Я посмотрел на профиль «будущей участницы антисоветского восстания», беседовавшей сейчас с Фёдором Митрошкиным.

«Эмма, мне надо найти этого Вениамина Морозова. Я, конечно, не рвусь в спасатели всех и каждого. Но Зосимова мне понадобится на концерте двадцать третьего февраля. Она приведёт с собой Митрошкина. Митрошкин — мой пропуск на сцену Дворца культуры во время праздничного концерта в честь Дня города. А концерт на День города — это ключ… ко всему».

Я вздохнул и мысленно спросил:

«Кто ты такой, Вениамин Морозов?»

* * *

В кафе мы просидели два с половиной часа. За это время я проглотил три порции сосисок, два салата и три порции мороженого. Опустошил две бутылки лимонада.

Зосимова и Митрошкин ушли из «Юности» раньше нас. Клубничкина и братья Ермолаевы изобразили веселье, когда мы прошли мимо их стола по пути в гардероб.

Из кафе мы шли двумя группами. Первыми шагали я и Тюляев — Лукина шла между нами, держала нас под руки. Черепанов и Надя Степанова замыкали наше шествие.

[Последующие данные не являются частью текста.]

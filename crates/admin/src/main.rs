//! The admin binary: private lifecycle management for push-channel
//! subscriptions and task-manager webhooks, plus scheduled housekeeping.
//! Unlike ingress and worker it is never reachable from outside the
//! deployment and carries no queue dispatch endpoint of its own.
use std::sync::Arc;

use axum::routing::post;
use axum::Router;
use clap::Parser;
use core::config::CommonArgs;
use core::providers::{CalendarClient, TaskClient};

mod channels;
mod housekeeping;
mod tasks_webhook;

#[derive(Parser, Debug, Clone)]
struct Args {
    #[clap(flatten)]
    common: CommonArgs,

    #[clap(long = "port", env = "PORT", default_value = "8081")]
    port: u16,
}

pub(crate) struct AppState {
    pub(crate) pool: sqlx::PgPool,
    pub(crate) calendar: Arc<dyn CalendarClient>,
    pub(crate) tasks: Arc<dyn TaskClient>,
    pub(crate) tenant_id: uuid::Uuid,
}

fn main() -> anyhow::Result<()> {
    let args = Args::parse();
    args.common.install_tracing();

    let runtime = tokio::runtime::Builder::new_multi_thread()
        .enable_all()
        .build()?;
    let result = runtime.block_on(async_main(args));
    runtime.shutdown_timeout(std::time::Duration::from_secs(5));
    result
}

async fn async_main(args: Args) -> anyhow::Result<()> {
    let pool = core::bootstrap::connect_db(&args.common).await?;
    let secrets = core::bootstrap::build_secrets(&args.common)?;
    let (calendar, tasks) = tokio::try_join!(
        core::bootstrap::build_calendar_client(&secrets),
        core::bootstrap::build_task_client(&secrets),
    )?;

    let state = Arc::new(AppState {
        pool,
        calendar,
        tasks,
        tenant_id: args.common.tenant_id,
    });

    channels::spawn_replacement_scheduler(state.clone());
    housekeeping::spawn_housekeeping_scheduler(state.clone());

    let router = Router::new()
        .route("/admin/calendar/watch/start", post(channels::start))
        .route("/admin/calendar/watch/replace", post(channels::replace))
        .route("/admin/calendar/watch/stop", post(channels::stop))
        .route("/admin/tasks/webhook/create", post(tasks_webhook::create))
        .route("/admin/tasks/webhook/delete", post(tasks_webhook::delete))
        .route("/admin/housekeeping", post(housekeeping::run))
        .layer(tower_http::trace::TraceLayer::new_for_http())
        .with_state(state);

    let listener = tokio::net::TcpListener::bind(format!("[::]:{}", args.port)).await?;
    let shutdown = async {
        let _ = tokio::signal::ctrl_c().await;
    };
    axum::serve(listener, router)
        .with_graceful_shutdown(shutdown)
        .await?;

    Ok(())
}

Геннадий проводил меня и Иришку до дома. В гости мы его не пригласили. На этом я настоял ещё вчера вечером: пояснил своей двоюродной сестре, что «хорошего понемногу».

* * *

Во второй половине дня я снова сунул в портфель пригласительные билеты, карту города и тетрадь с портретами физруков сорок восьмой школы. Надел пальто и шапку, побрёл по подтаявшему снегу к трамвайной остановке. Вот только теперь я повёз работницам тракторного завода не три портрета, а только два (портрет Фомича остался у Юрия Михайловича Тюляева).

Первая же посещённая мною сегодня женщина (из списка приглашённых на концерт) заметила «обман». Она нахмурила брови и поинтересовалась, почему я показал ей только двоих «мужиков», а не троих, как другим. Я пояснил ей, что один из участников конкурса «снялся с дистанции». Женщина заявила, что я, наверняка, «припрятал» от неё «самого красивого».

В воскресенье тринадцатого февраля я навестил четырёх работниц тракторного завода. Все они опознали Илью Муромца и отдали за него свои голоса. Две женщины на меня обиделись за то, что я навестил их «так поздно». Я пояснил, что один работаю курьером. Поэтому просто физически не мог посетить всех приглашённых на концерт за день или даже за неделю.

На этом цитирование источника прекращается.